***** RECORDED DATA
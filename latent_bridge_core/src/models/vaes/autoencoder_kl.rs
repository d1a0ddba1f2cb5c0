use candle_core::{Result, Tensor};
use candle_nn::{Activation, Conv2d, Conv2dConfig, VarBuilder};
use serde::Deserialize;

use super::{decoder::Decoder, VaeModel};

fn default_act() -> Activation {
    Activation::Silu
}

// The SD 1.x factor; older configs omit the field.
fn default_scaling_factor() -> f64 {
    0.18215
}

fn default_true() -> bool {
    true
}

/// Subset of the diffusers `AutoencoderKL` `config.json` needed for decoding.
#[derive(Debug, Clone, Deserialize)]
pub struct AutoencoderKlConfig {
    pub out_channels: usize,
    pub block_out_channels: Vec<usize>,
    pub layers_per_block: usize,
    #[serde(default = "default_act")]
    pub act_fn: Activation,
    pub latent_channels: usize,
    pub norm_num_groups: usize,
    #[serde(default = "default_scaling_factor")]
    pub scaling_factor: f64,
    #[serde(default)]
    pub shift_factor: Option<f64>,
    #[serde(default = "default_true")]
    pub mid_block_add_attention: bool,
    #[serde(default = "default_true")]
    pub use_post_quant_conv: bool,
    pub up_block_types: Vec<String>,
}

/// Decode-only `AutoencoderKL`: the encoder half is never touched by this
/// layer, so only the decoder weights are materialized.
#[derive(Debug)]
pub struct AutoencoderKl {
    decoder: Decoder,
    post_quant_conv: Option<Conv2d>,
    scale_factor: f64,
    shift_factor: f64,
}

impl AutoencoderKl {
    pub fn new(cfg: &AutoencoderKlConfig, vb: VarBuilder) -> Result<Self> {
        let decoder = Decoder::new(cfg, vb.pp("decoder"))?;
        let post_quant_conv = if cfg.use_post_quant_conv {
            Some(candle_nn::conv2d(
                cfg.latent_channels,
                cfg.latent_channels,
                1,
                Conv2dConfig::default(),
                vb.pp("post_quant_conv"),
            )?)
        } else {
            None
        };
        Ok(Self {
            decoder,
            post_quant_conv,
            scale_factor: cfg.scaling_factor,
            shift_factor: cfg.shift_factor.unwrap_or(0.),
        })
    }
}

impl VaeModel for AutoencoderKl {
    fn decode(&self, xs: &Tensor) -> Result<Tensor> {
        let xs = match &self.post_quant_conv {
            Some(conv) => xs.apply(conv)?,
            None => xs.clone(),
        };
        xs.apply(&self.decoder)
    }

    fn scale_factor(&self) -> f64 {
        self.scale_factor
    }

    fn shift_factor(&self) -> f64 {
        self.shift_factor
    }
}

#[cfg(test)]
mod tests {
    use super::*;

    #[test]
    fn config_defaults() -> anyhow::Result<()> {
        let raw = r#"{
            "out_channels": 3,
            "block_out_channels": [128, 256, 512, 512],
            "layers_per_block": 2,
            "latent_channels": 4,
            "norm_num_groups": 32,
            "up_block_types": ["UpDecoderBlock2D", "UpDecoderBlock2D", "UpDecoderBlock2D", "UpDecoderBlock2D"]
        }"#;
        let cfg: AutoencoderKlConfig = serde_json::from_str(raw)?;
        assert_eq!(cfg.scaling_factor, 0.18215);
        assert_eq!(cfg.shift_factor, None);
        assert!(cfg.mid_block_add_attention);
        assert!(cfg.use_post_quant_conv);
        assert_eq!(cfg.act_fn, Activation::Silu);
        Ok(())
    }

    #[test]
    fn config_explicit_factors() -> anyhow::Result<()> {
        let raw = r#"{
            "out_channels": 3,
            "block_out_channels": [128],
            "layers_per_block": 1,
            "latent_channels": 16,
            "norm_num_groups": 32,
            "scaling_factor": 0.3611,
            "shift_factor": 0.1159,
            "use_post_quant_conv": false,
            "up_block_types": ["UpDecoderBlock2D"]
        }"#;
        let cfg: AutoencoderKlConfig = serde_json::from_str(raw)?;
        assert_eq!(cfg.scaling_factor, 0.3611);
        assert_eq!(cfg.shift_factor, Some(0.1159));
        assert!(!cfg.use_post_quant_conv);
        Ok(())
    }

    #[test]
    fn tiny_decoder_output_shape() -> anyhow::Result<()> {
        use candle_core::{DType, Device, Tensor};

        let cfg = AutoencoderKlConfig {
            out_channels: 3,
            block_out_channels: vec![4, 4],
            layers_per_block: 1,
            act_fn: Activation::Silu,
            latent_channels: 2,
            norm_num_groups: 2,
            scaling_factor: 0.18215,
            shift_factor: None,
            mid_block_add_attention: false,
            use_post_quant_conv: true,
            up_block_types: vec!["UpDecoderBlock2D".to_string(); 2],
        };
        let device = Device::Cpu;
        let vb = VarBuilder::zeros(DType::F32, &device);
        let vae = AutoencoderKl::new(&cfg, vb)?;
        let latents = Tensor::zeros((2, 2, 4, 4), DType::F32, &device)?;
        let decoded = vae.decode(&latents)?;
        // One 2x upsample per level except the last.
        assert_eq!(decoded.dims(), &[2, 3, 8, 8]);
        Ok(())
    }
}
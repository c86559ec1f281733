//! End-to-end runner tests: TOML config on disk, CSV + synthetic instruments,
//! parallel universe run, artifacts, walk-forward.

use std::io::Write;
use std::path::Path;

use chrono::{Duration, NaiveDate};
use kinetrend_core::domain::{PositionState, Signal};
use kinetrend_core::synthetic::random_walk;
use kinetrend_runner::export::{export_walk_forward_csv, generate_report};
use kinetrend_runner::{
    load_artifacts, load_instrument, run_universe, save_artifacts, walk_forward, RunConfig,
    WalkForwardConfig,
};

fn write_prices_csv(path: &Path, n: usize, seed: u64) {
    let prices = random_walk(n, 1.10, 0.0002, 0.004, seed);
    let start = NaiveDate::from_ymd_opt(2020, 1, 1).unwrap();
    let mut f = std::fs::File::create(path).unwrap();
    writeln!(f, "date,open,close").unwrap();
    // Written newest first; the loader sorts.
    for (i, p) in prices.iter().enumerate().rev() {
        let date = start + Duration::days(i as i64);
        writeln!(f, "{date},{:.6},{:.6}", p * 0.999, p).unwrap();
    }
}

fn write_config(dir: &Path) -> std::path::PathBuf {
    std::fs::create_dir_all(dir.join("data")).unwrap();
    write_prices_csv(&dir.join("data/eurusd.csv"), 400, 5);
    let config = r#"
name = "fx"

[estimator]
noise_seed = 0.001

[estimator.em]
max_iterations = 15

[signals]
lookback = 5

[spectral]
min_alpha = 0.05
max_components = 40

[metrics]
window = 60

[[instruments]]
symbol = "EURUSD"
source = { type = "csv", path = "data/eurusd.csv", column = "close" }

[[instruments]]
symbol = "SINE"
source = { type = "periodic", periods = 10, nobs = 300, scale = 0.5, seed = 0 }
"#;
    let path = dir.join("run.toml");
    std::fs::write(&path, config).unwrap();
    path
}

// ─── Universe run ────────────────────────────────────────────────────

#[test]
fn csv_and_synthetic_universe_runs() {
    let dir = tempfile::tempdir().unwrap();
    let config = RunConfig::from_file(&write_config(dir.path())).unwrap();
    let report = run_universe(&config).unwrap();

    assert_eq!(report.instruments.len(), 2);
    let fx = report.get("EURUSD").unwrap();
    assert_eq!(fx.observations, 400);
    assert!(!fx.synthetic);
    assert_eq!(fx.start_date.as_deref(), Some("2020-01-01"));
    assert_eq!(fx.end_date.as_deref(), Some("2021-02-03"));
    assert_eq!(fx.signals.len(), 400);

    let sine = report.get("SINE").unwrap();
    assert!(sine.synthetic);
    assert!(sine.truth_correlation.unwrap() > 0.9);
}

#[test]
fn every_instrument_keeps_position_discipline() {
    let dir = tempfile::tempdir().unwrap();
    let config = RunConfig::from_file(&write_config(dir.path())).unwrap();
    let report = run_universe(&config).unwrap();

    for r in &report.instruments {
        // Issued signals alternate open/close, so Held follows every odd-numbered one.
        let mut held = false;
        for (signal, position) in r.signals.iter().zip(&r.positions) {
            if signal.is_issued() {
                held = !held;
            }
            let expected = if held {
                PositionState::Held
            } else {
                PositionState::Flat
            };
            assert_eq!(*position, expected, "{}", r.symbol);
        }
        assert!(r.signals[..5].iter().all(|s| *s == Signal::None));
        assert!(r.exposure.iter().all(|e| [-1.0, 0.0, 1.0].contains(e)));
        assert_eq!(r.exposure[0], 0.0);
        assert_eq!(r.metrics.trade_count, r.signals.iter().filter(|s| s.is_issued()).count());
    }
}

#[test]
fn rolling_metrics_have_zeroed_warm_up() {
    let dir = tempfile::tempdir().unwrap();
    let config = RunConfig::from_file(&write_config(dir.path())).unwrap();
    let report = run_universe(&config).unwrap();
    let perf = &report.get("EURUSD").unwrap().performance;

    assert_eq!(perf.window, 60);
    for series in [
        &perf.rolling_pnl,
        &perf.rolling_returns,
        &perf.rolling_volatility,
        &perf.rolling_sharpe,
    ] {
        assert_eq!(series.len(), 400);
        assert!(series[..59].iter().all(|v| *v == 0.0));
    }
}

#[test]
fn identical_configs_reproduce_results() {
    let dir = tempfile::tempdir().unwrap();
    let config = RunConfig::from_file(&write_config(dir.path())).unwrap();
    let a = run_universe(&config).unwrap();
    let b = run_universe(&config).unwrap();
    assert_eq!(a.run_id, b.run_id);
    for (x, y) in a.instruments.iter().zip(&b.instruments) {
        assert_eq!(x.signals, y.signals);
        assert_eq!(x.kinematics, y.kinematics);
        assert_eq!(x.dataset_hash, y.dataset_hash);
    }
}

// ─── Artifacts ───────────────────────────────────────────────────────

#[test]
fn artifacts_round_trip() {
    let dir = tempfile::tempdir().unwrap();
    let config = RunConfig::from_file(&write_config(dir.path())).unwrap();
    let report = run_universe(&config).unwrap();

    let out = dir.path().join("out");
    let run_dir = save_artifacts(&report, &out).unwrap();
    assert!(run_dir.join("EURUSD_signals.csv").exists());
    assert!(run_dir.join("SINE_signals.csv").exists());

    let signals_csv = std::fs::read_to_string(run_dir.join("EURUSD_signals.csv")).unwrap();
    assert_eq!(signals_csv.lines().count(), 401);
    assert!(signals_csv.lines().nth(1).unwrap().starts_with("0,2020-01-01,"));

    let loaded = load_artifacts(&run_dir).unwrap();
    assert_eq!(loaded.run_id, report.run_id);
    assert_eq!(loaded.instruments[0].signals, report.instruments[0].signals);

    let md = generate_report(&loaded);
    assert!(md.contains("| EURUSD | 400 |"));
}

// ─── Walk-forward ────────────────────────────────────────────────────

#[test]
fn walk_forward_over_csv_series() {
    let dir = tempfile::tempdir().unwrap();
    let config = RunConfig::from_file(&write_config(dir.path())).unwrap();
    let loaded = load_instrument(&config.instruments[0]).unwrap();

    let wf = WalkForwardConfig {
        train_window: 120,
        days: 12,
        estimator: config.estimator.clone(),
    };
    let report = walk_forward(&loaded.series, &wf).unwrap();
    assert_eq!(report.steps.len(), 12);
    assert_eq!(report.steps[0].index, 388);
    assert!((0.0..=1.0).contains(&report.hit_ratio));
    assert_eq!(report.hits, report.steps.iter().filter(|s| s.hit).count());
    for s in &report.steps {
        assert!(s.decision.is_issued());
        assert_eq!(s.realized, loaded.series.values()[s.index]);
    }

    let csv = export_walk_forward_csv(&report).unwrap();
    assert_eq!(csv.lines().count(), 13);
}
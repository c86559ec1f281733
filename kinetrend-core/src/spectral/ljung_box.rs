//! Ljung–Box portmanteau test for residual autocorrelation.

use serde::{Deserialize, Serialize};
use statrs::distribution::{ChiSquared, ContinuousCDF};

/// Result of a whiteness test on a residual series.
#[derive(Debug, Clone, Copy, PartialEq, Serialize, Deserialize)]
pub struct WhitenessTest {
    /// `Q = n (n + 2) sum_k r_k^2 / (n - k)`
    pub statistic: f64,
    /// Upper tail of chi-squared with `lags` degrees of freedom.
    pub p_value: f64,
    pub lags: usize,
}

impl WhitenessTest {
    fn degenerate(lags: usize) -> Self {
        Self {
            statistic: 0.0,
            p_value: 1.0,
            lags,
        }
    }
}

/// Default lag count `floor(12 (n / 100)^(1/4))`, at most `n - 1`.
pub fn default_lags(n: usize) -> usize {
    let lags = (12.0 * (n as f64 / 100.0).powf(0.25)).floor() as usize;
    lags.min(n.saturating_sub(1))
}

/// Ljung–Box statistic over lags `1..=lags`.
///
/// Autocorrelations use the demeaned series with the full-sample denominator.
/// A series with no usable lags or zero variance is reported as white
/// (statistic 0, p-value 1).
pub fn ljung_box(residual: &[f64], lags: usize) -> WhitenessTest {
    let n = residual.len();
    let lags = lags.min(n.saturating_sub(1));
    if lags == 0 {
        return WhitenessTest::degenerate(lags);
    }

    let mean = residual.iter().sum::<f64>() / n as f64;
    let centered: Vec<f64> = residual.iter().map(|x| x - mean).collect();
    let denom: f64 = centered.iter().map(|x| x * x).sum();
    if denom.is_nan() || denom <= f64::MIN_POSITIVE {
        return WhitenessTest::degenerate(lags);
    }

    let nf = n as f64;
    let mut statistic = 0.0;
    for k in 1..=lags {
        let r: f64 = centered[k..]
            .iter()
            .zip(&centered[..n - k])
            .map(|(a, b)| a * b)
            .sum::<f64>()
            / denom;
        statistic += r * r / (nf - k as f64);
    }
    statistic *= nf * (nf + 2.0);

    let p_value = ChiSquared::new(lags as f64)
        .map(|dist| dist.sf(statistic))
        .unwrap_or(1.0);
    WhitenessTest {
        statistic,
        p_value,
        lags,
    }
}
**********
- [BRIEF]
An exact copy of every line from the one containing "let nf = n as f64;" through the last line of the entries is required; please add nothing.

- [YOUR SOLUTION]
    let nf = n as f64;
    let mut statistic = 0.0;
    for k in 1..=lags {
        let r: f64 = centered[k..]
            .iter()
            .zip(&centered[..n - k])
            .map(|(a, b)| a * b)
            .sum::<f64>()
            / denom;
        statistic += r * r / (nf - k as f64);
    }
    statistic *= nf * (nf + 2.0);

    let p_value = ChiSquared::new(lags as f64)
        .map(|dist| dist.sf(statistic))
        .unwrap_or(1.0);
    WhitenessTest {
        statistic,
        p_value,
        lags,
    }
}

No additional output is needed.